- **Available data**:
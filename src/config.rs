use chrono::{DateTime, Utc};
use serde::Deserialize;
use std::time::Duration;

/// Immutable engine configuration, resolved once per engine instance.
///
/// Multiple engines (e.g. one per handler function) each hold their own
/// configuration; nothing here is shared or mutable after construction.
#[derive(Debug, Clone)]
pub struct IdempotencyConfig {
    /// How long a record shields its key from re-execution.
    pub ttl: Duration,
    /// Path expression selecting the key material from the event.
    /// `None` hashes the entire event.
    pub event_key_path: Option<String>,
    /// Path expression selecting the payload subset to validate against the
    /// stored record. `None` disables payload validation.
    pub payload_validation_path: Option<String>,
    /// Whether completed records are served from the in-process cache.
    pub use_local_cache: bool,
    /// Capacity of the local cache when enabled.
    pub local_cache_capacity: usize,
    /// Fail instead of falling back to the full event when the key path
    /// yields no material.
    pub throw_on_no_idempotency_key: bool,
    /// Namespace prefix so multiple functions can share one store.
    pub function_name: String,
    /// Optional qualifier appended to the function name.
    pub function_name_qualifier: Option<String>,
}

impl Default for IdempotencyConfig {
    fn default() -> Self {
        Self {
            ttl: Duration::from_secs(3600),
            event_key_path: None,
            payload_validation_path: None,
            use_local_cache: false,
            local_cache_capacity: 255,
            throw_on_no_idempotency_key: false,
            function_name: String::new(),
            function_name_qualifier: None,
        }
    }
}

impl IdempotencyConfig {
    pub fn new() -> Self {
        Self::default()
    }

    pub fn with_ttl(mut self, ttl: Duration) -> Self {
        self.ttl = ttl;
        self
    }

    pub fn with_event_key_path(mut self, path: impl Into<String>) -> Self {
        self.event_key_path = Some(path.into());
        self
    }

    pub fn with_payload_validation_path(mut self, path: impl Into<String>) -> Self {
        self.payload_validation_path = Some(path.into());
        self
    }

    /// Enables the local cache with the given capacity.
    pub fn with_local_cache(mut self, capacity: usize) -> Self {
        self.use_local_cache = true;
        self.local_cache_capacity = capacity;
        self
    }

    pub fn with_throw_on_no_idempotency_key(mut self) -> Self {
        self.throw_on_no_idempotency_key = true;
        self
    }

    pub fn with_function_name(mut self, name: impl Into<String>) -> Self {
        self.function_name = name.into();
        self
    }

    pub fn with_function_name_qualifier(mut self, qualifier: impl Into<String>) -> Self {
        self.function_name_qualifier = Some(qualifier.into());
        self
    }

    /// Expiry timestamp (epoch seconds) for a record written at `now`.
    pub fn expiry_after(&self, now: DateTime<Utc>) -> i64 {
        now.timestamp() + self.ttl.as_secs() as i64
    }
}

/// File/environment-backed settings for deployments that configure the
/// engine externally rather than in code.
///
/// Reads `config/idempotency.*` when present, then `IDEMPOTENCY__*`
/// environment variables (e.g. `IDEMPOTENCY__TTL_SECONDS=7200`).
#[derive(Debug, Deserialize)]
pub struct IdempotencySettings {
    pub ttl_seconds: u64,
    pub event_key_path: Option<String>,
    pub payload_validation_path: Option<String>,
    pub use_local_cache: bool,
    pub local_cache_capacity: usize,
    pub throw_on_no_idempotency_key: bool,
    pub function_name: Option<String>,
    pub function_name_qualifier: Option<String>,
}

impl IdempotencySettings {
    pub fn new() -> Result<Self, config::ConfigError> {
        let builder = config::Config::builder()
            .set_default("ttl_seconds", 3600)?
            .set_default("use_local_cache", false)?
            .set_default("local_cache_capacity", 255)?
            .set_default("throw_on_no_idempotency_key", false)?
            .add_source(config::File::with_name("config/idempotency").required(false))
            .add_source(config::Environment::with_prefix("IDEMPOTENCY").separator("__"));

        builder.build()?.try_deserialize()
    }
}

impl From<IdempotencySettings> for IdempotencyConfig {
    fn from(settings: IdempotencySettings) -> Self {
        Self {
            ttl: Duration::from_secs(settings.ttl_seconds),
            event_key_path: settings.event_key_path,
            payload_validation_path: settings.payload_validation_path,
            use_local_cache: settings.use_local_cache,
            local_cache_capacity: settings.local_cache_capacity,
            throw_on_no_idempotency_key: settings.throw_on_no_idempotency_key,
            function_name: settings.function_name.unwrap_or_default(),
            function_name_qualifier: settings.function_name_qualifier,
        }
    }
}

- **Brief**:
Lines of the material in which the word "true" occurs are to be copied out.

- **Answer to this problem**:
        self.use_local_cache = true;
        self.throw_on_no_idempotency_key = true;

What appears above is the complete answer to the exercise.